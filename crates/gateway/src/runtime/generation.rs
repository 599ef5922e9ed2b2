//! Generation workers.
//!
//! `start` registers a new generation as current and returns at once; a
//! spawned worker streams the backend answer, filters deltas that may no
//! longer surface, and always finishes with a `Complete` notification.

use std::sync::Arc;
use std::time::Instant;

use futures_util::StreamExt;
use serde::Serialize;
use tokio::task::JoinHandle;
use tokio_util::sync::CancellationToken;
use tracing::Instrument;

use hearth_domain::config::{GenerationConfig, SupersededPolicy};
use hearth_domain::error::Result;
use hearth_domain::generation::{GenerationId, GenerationStatus, Notification};
use hearth_domain::message::Turn;
use hearth_domain::stream::DecoderEvent;
use hearth_domain::trace::TraceEvent;
use hearth_providers::{DeltaStream, InferenceBackend};
use hearth_sessions::ConversationStore;

use super::cancel::CancelMap;
use super::delivery::DeliveryQueue;
use super::prompt::{build_request, reasoning_enabled};
use super::reconfig::ReconfigurationCoordinator;
use super::registry::SessionRegistry;

/// What a finished worker hands back through its join handle.
#[derive(Debug, Clone, Serialize)]
pub struct GenerationOutcome {
    pub id: GenerationId,
    pub status: GenerationStatus,
    pub content: String,
    pub reasoning: String,
    #[serde(skip_serializing_if = "Option::is_none")]
    pub error: Option<String>,
}

/// Handle on a started generation.
pub struct GenerationTicket {
    pub id: GenerationId,
    pub handle: JoinHandle<GenerationOutcome>,
}

#[derive(Clone)]
pub struct GenerationService {
    backend: Arc<dyn InferenceBackend>,
    store: Arc<dyn ConversationStore>,
    registry: Arc<SessionRegistry>,
    delivery: DeliveryQueue,
    live: Arc<CancelMap>,
    coordinator: ReconfigurationCoordinator,
    cfg: Arc<GenerationConfig>,
    reasoning: Option<bool>,
}

/// How the backend stream stopped, when it did not fail.
enum Ended {
    Finished,
    Cancelled,
}

/// Accumulated output of one worker.
#[derive(Default)]
struct Streamed {
    content: String,
    reasoning: String,
    dropped: usize,
}

impl GenerationService {
    pub fn new(
        backend: Arc<dyn InferenceBackend>,
        store: Arc<dyn ConversationStore>,
        registry: Arc<SessionRegistry>,
        delivery: DeliveryQueue,
        coordinator: ReconfigurationCoordinator,
        cfg: GenerationConfig,
        reasoning: Option<bool>,
    ) -> Self {
        Self {
            backend,
            store,
            registry,
            delivery,
            live: Arc::new(CancelMap::new()),
            coordinator,
            cfg: Arc::new(cfg),
            reasoning,
        }
    }

    /// Start a generation for `message` and make it current. Returns
    /// before any backend I/O happens.
    pub fn start(&self, message: String, context: Vec<Turn>) -> GenerationTicket {
        let id = GenerationId::next();
        let token = self.live.register(&id);
        self.registry.set(id.clone());

        TraceEvent::GenerationStarted {
            generation_id: id.clone(),
            context_turns: context.len(),
            message_chars: message.chars().count(),
        }
        .emit();

        let span = tracing::info_span!("generation", generation_id = %id);
        let worker = self.clone();
        let worker_id = id.clone();
        let handle = tokio::spawn(
            async move { worker.run(worker_id, token, message, context).await }.instrument(span),
        );
        GenerationTicket { id, handle }
    }

    /// Cancel `id` if it is the current generation. Its worker still
    /// publishes `Complete`.
    pub fn cancel(&self, id: &GenerationId) -> bool {
        if !self.registry.is_current(id) {
            tracing::debug!(generation_id = %id, "cancel ignored: not the current generation");
            return false;
        }
        let cancelled = self.live.cancel(id);
        if cancelled {
            tracing::info!(generation_id = %id, "generation cancelled");
        }
        cancelled
    }

    /// Status of a generation whose worker is still running.
    pub fn status(&self, id: &GenerationId) -> Option<GenerationStatus> {
        self.live.status(id)
    }

    pub fn live_count(&self) -> usize {
        self.live.len()
    }

    // ── Worker ────────────────────────────────────────────────────────

    async fn run(
        self,
        id: GenerationId,
        token: CancellationToken,
        message: String,
        context: Vec<Turn>,
    ) -> GenerationOutcome {
        let started = Instant::now();
        let mut out = Streamed::default();
        let result = self.stream(&id, &token, &message, &context, &mut out).await;

        let cancelled = matches!(result, Ok(Ended::Cancelled));
        let status = match &result {
            Ok(Ended::Cancelled) => GenerationStatus::Cancelled,
            Ok(Ended::Finished) => GenerationStatus::Completed,
            Err(_) => GenerationStatus::Failed,
        };
        let error = match result {
            Err(e) => {
                tracing::warn!(error = %e, "generation failed");
                self.delivery
                    .publish(Notification::Content {
                        generation_id: id.clone(),
                        text: error_text(&e.to_string()),
                    })
                    .await;
                Some(e.to_string())
            }
            _ => None,
        };

        let persisted = self.persist(&id, &message, &out.content, cancelled).await;

        self.live.advance(&id, status);
        self.registry.clear(&id);
        self.delivery
            .publish(Notification::Complete {
                generation_id: id.clone(),
                status,
            })
            .await;
        self.coordinator.on_generation_finished();
        self.live.remove(&id);

        TraceEvent::GenerationFinished {
            generation_id: id.clone(),
            status,
            content_chars: out.content.chars().count(),
            reasoning_chars: out.reasoning.chars().count(),
            dropped_deltas: out.dropped,
            persisted,
            duration_ms: started.elapsed().as_millis() as u64,
        }
        .emit();

        GenerationOutcome {
            id,
            status,
            content: out.content,
            reasoning: out.reasoning,
            error,
        }
    }

    /// Open the backend stream and forward deltas until it ends, fails, or
    /// the generation is cancelled. A cancel that arrives after the body
    /// has ended does not change the result.
    async fn stream(
        &self,
        id: &GenerationId,
        token: &CancellationToken,
        message: &str,
        context: &[Turn],
        out: &mut Streamed,
    ) -> Result<Ended> {
        let model = self.coordinator.settings().model;
        let reasoning = reasoning_enabled(self.reasoning, &model);
        let request = build_request(&self.cfg, &model, reasoning, context, message);

        let body = tokio::select! {
            biased;
            _ = token.cancelled() => return Ok(Ended::Cancelled),
            body = self.backend.chat_stream(&request) => body?,
        };
        self.live.advance(id, GenerationStatus::Streaming);

        let mut deltas = DeltaStream::new(body);
        loop {
            // Dropping `deltas` on cancel closes the response body.
            let event = tokio::select! {
                biased;
                _ = token.cancelled() => return Ok(Ended::Cancelled),
                event = deltas.next() => event,
            };
            let notification = match event {
                None | Some(Ok(DecoderEvent::Done)) => return Ok(Ended::Finished),
                Some(Err(e)) => return Err(e),
                Some(Ok(DecoderEvent::ContentDelta { text })) => {
                    out.content.push_str(&text);
                    Notification::Content {
                        generation_id: id.clone(),
                        text,
                    }
                }
                Some(Ok(DecoderEvent::ReasoningDelta { text })) => {
                    out.reasoning.push_str(&text);
                    Notification::Reasoning {
                        generation_id: id.clone(),
                        text,
                    }
                }
            };

            if token.is_cancelled() || !self.registry.is_current(id) {
                out.dropped += 1;
                continue;
            }
            self.delivery.publish_delta(notification).await;
        }
    }

    async fn persist(
        &self,
        id: &GenerationId,
        message: &str,
        content: &str,
        cancelled: bool,
    ) -> bool {
        if content.is_empty() || cancelled {
            return false;
        }
        let superseded = !self.registry.is_current(id);
        if superseded && self.cfg.superseded_policy == SupersededPolicy::Discard {
            tracing::debug!("superseded generation not persisted");
            return false;
        }
        match self.store.append(message, content).await {
            Ok(()) => true,
            Err(e) => {
                tracing::warn!(error = %e, "failed to persist conversation turn");
                false
            }
        }
    }
}

fn error_text(error: &str) -> String {
    format!(
        "\n\nError: {error}\n\nCheck that the model server is running, then try again."
    )
}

+--

### WHAT THE TASK REQUIRES
Report every line of the records that contains the word "still".

### ANSWER TO THIS TASK
    /// Cancel `id` if it is the current generation. Its worker still
    /// Status of a generation whose worker is still running.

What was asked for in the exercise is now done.